Data to examine
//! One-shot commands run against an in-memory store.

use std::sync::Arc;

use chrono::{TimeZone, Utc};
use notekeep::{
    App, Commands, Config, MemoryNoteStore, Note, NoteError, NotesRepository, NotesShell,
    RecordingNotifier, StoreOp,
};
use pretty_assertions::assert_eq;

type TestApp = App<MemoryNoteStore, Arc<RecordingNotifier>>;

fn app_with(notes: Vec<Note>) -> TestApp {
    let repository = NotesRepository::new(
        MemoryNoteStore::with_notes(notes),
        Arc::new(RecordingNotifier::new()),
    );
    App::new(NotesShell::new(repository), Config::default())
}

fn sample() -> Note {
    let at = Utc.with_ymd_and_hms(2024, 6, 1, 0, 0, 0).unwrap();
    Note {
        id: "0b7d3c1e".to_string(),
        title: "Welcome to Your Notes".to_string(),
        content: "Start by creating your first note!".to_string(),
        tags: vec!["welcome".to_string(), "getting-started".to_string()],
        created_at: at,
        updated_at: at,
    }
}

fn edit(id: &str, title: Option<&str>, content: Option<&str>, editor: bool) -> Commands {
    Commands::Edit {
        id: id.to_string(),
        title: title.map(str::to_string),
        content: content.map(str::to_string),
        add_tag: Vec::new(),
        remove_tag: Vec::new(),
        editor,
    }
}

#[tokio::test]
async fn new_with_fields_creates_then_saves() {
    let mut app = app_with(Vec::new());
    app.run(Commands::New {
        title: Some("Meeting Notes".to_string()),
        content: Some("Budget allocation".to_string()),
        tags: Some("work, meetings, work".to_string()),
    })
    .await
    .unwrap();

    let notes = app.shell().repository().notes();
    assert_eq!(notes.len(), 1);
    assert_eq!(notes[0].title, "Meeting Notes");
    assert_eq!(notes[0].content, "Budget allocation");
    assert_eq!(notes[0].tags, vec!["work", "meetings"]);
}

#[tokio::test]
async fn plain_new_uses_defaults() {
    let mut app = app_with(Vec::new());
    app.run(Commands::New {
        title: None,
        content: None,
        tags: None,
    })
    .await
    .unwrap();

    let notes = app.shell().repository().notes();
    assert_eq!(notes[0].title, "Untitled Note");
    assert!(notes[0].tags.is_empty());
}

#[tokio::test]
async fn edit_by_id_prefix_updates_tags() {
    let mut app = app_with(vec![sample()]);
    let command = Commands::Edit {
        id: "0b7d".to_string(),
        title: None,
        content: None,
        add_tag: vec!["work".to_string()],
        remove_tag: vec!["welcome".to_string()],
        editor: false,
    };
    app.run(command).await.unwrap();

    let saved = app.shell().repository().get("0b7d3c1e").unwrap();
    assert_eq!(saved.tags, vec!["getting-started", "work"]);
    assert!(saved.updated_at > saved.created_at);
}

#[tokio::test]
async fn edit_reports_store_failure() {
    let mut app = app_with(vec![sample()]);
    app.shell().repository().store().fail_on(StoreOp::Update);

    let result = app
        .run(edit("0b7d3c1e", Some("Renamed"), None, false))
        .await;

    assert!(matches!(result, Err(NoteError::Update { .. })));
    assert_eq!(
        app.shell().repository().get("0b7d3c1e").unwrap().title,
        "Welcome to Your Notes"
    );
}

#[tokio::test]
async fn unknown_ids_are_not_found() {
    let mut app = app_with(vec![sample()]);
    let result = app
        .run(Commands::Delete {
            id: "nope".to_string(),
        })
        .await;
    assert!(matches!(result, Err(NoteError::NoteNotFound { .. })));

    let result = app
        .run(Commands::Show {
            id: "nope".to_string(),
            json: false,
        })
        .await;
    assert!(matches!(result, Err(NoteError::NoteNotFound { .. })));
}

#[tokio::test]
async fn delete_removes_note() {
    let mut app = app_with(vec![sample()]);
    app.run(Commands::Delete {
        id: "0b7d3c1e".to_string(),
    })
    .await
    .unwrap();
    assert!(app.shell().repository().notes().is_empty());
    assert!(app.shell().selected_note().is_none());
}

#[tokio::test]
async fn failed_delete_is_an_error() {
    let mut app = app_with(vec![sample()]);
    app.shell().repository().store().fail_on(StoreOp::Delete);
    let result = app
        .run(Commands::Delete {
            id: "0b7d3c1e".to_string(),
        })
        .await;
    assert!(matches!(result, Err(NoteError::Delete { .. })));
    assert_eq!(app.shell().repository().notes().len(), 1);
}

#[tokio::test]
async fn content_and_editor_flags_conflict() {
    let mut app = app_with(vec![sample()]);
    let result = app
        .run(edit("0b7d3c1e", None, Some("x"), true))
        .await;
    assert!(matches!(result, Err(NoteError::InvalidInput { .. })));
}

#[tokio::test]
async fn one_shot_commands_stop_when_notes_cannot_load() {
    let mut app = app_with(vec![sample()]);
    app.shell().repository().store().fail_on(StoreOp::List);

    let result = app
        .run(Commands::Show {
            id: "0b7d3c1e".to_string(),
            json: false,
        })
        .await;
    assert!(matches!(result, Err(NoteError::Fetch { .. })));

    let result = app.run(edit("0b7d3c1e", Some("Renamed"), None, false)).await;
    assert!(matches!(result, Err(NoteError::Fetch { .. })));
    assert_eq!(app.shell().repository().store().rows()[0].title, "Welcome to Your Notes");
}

Instructions to follow
Copy out every line of the listing that contains the string "unwrap".

Solution to the exercise
    let at = Utc.with_ymd_and_hms(2024, 6, 1, 0, 0, 0).unwrap();
    .unwrap();
    .unwrap();
    app.run(command).await.unwrap();
    let saved = app.shell().repository().get("0b7d3c1e").unwrap();
        app.shell().repository().get("0b7d3c1e").unwrap().title,
    .unwrap();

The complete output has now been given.